Today, we often disclose and collect more personal information than is adequately required. For example, if you sign up for mobile phone, you will be asked to show your official identification document, such as driver's license. For the sake of safety and security, it is necessary for the mobile phone operator to identify who exactly you are. But the problem is that they almost always take a photocopy of your ID. On the driver's license in Japan, you will find your name, address, date of birth, place of birth, driving grade, license class, license number and photo of your face. It includes far more information than is necessary for identification. If the purpose really is identification, they would only have to collate the information both in the application form and in the ID, and no need to take a photocopy.
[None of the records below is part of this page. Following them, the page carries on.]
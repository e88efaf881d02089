//! The unit of work applied to each record.

use std::future::Future;

use async_trait::async_trait;

/// A fallible asynchronous operation run once per attempt at a record.
///
/// Any error is treated as retryable. The runner may call `call` many times
/// with clones of the same value until it returns `Ok`.
///
/// Plain async closures implement this trait:
///
/// ```rust,ignore
/// let callback = |id: String| async move { upload(&id).await };
/// ```
#[async_trait]
pub trait Callback<T>: Send + Sync {
    /// The success payload. The runner discards it.
    type Output: Send;

    /// The failure payload, handed to the event handler.
    type Error: Send;

    /// Process one record.
    async fn call(&self, record: T) -> Result<Self::Output, Self::Error>;
}

#[async_trait]
impl<T, F, Fut, O, E> Callback<T> for F
where
    T: Send + 'static,
    F: Fn(T) -> Fut + Send + Sync,
    Fut: Future<Output = Result<O, E>> + Send + 'static,
    O: Send + 'static,
    E: Send + 'static,
{
    type Output = O;
    type Error = E;

    async fn call(&self, record: T) -> Result<O, E> {
        (self)(record).await
    }
}
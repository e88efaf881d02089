//! Shared work queue drained by the workers.

use std::collections::VecDeque;
use std::sync::{Mutex, MutexGuard, PoisonError};
use std::time::Duration;

/// A caller-supplied value plus its scheduling state.
#[derive(Debug, Clone, PartialEq, Eq)]
pub(crate) struct Record<T> {
    pub value: T,
    /// Wait before the next attempt.
    pub delay: Duration,
    /// Failed attempts so far.
    pub try_count: u32,
}

impl<T> Record<T> {
    pub fn new(value: T, delay: Duration) -> Self {
        Self {
            value,
            delay,
            try_count: 0,
        }
    }

    /// The same record, rescheduled after one more failure.
    pub fn retry(self, delay: Duration) -> Self {
        Self {
            value: self.value,
            delay,
            try_count: self.try_count.saturating_add(1),
        }
    }
}

/// FIFO of records that have not yet succeeded.
///
/// The lock is only held for the duration of a single push or pop, never
/// across an await point.
#[derive(Debug)]
pub(crate) struct WorkQueue<T> {
    records: Mutex<VecDeque<Record<T>>>,
}

impl<T> WorkQueue<T> {
    pub fn new(records: impl IntoIterator<Item = Record<T>>) -> Self {
        Self {
            records: Mutex::new(records.into_iter().collect()),
        }
    }

    /// Remove the record at the front, if any.
    pub fn pop(&self) -> Option<Record<T>> {
        self.lock().pop_front()
    }

    /// Append a record at the back.
    pub fn push(&self, record: Record<T>) {
        self.lock().push_back(record);
    }

    pub fn len(&self) -> usize {
        self.lock().len()
    }

    // Push and pop cannot leave the deque half-modified, so a poisoned
    // lock still guards consistent data.
    fn lock(&self) -> MutexGuard<'_, VecDeque<Record<T>>> {
        self.records.lock().unwrap_or_else(PoisonError::into_inner)
    }
}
But, they collect more information than is adequate.

Since January 2003, banks and financial institutes have been required by law to identify their customers in account opening, transactions of more than two million yen, and other designated transactions by official identification documents. But even in these cases, photocopy is not required. They only have to identify their customers and make records of identification. There is no need of collecting more than adequate information to identify the person who shows up.

Not a few of people have already begun to use multiple email addresses, one or two "real" address for receiving real messages, and other addresses for "aliases". Them use alias addresses when they sign up for online shopping, auction and other web-based services that require email their address, as well as their name, password, postal address and so on as part of registration process. If spams begin to come in to the address they registered, they simply give them up, and get a new one. What they are doing here, whether consciously or unconsciously, is to limit the personal information that flows out of your control.

It seems to me that too much attention is being paid to how to manage and protect our personal information that has gone under control of others. But we also need to consider the extent of our personal information that we may want to disclose without feeling insecure. These issues are by nature the two sides of the same coin, and actually, the Act for Protection of Computer Processed Personal Data take these two aspects into consideration. Now it is time to have balanced attention.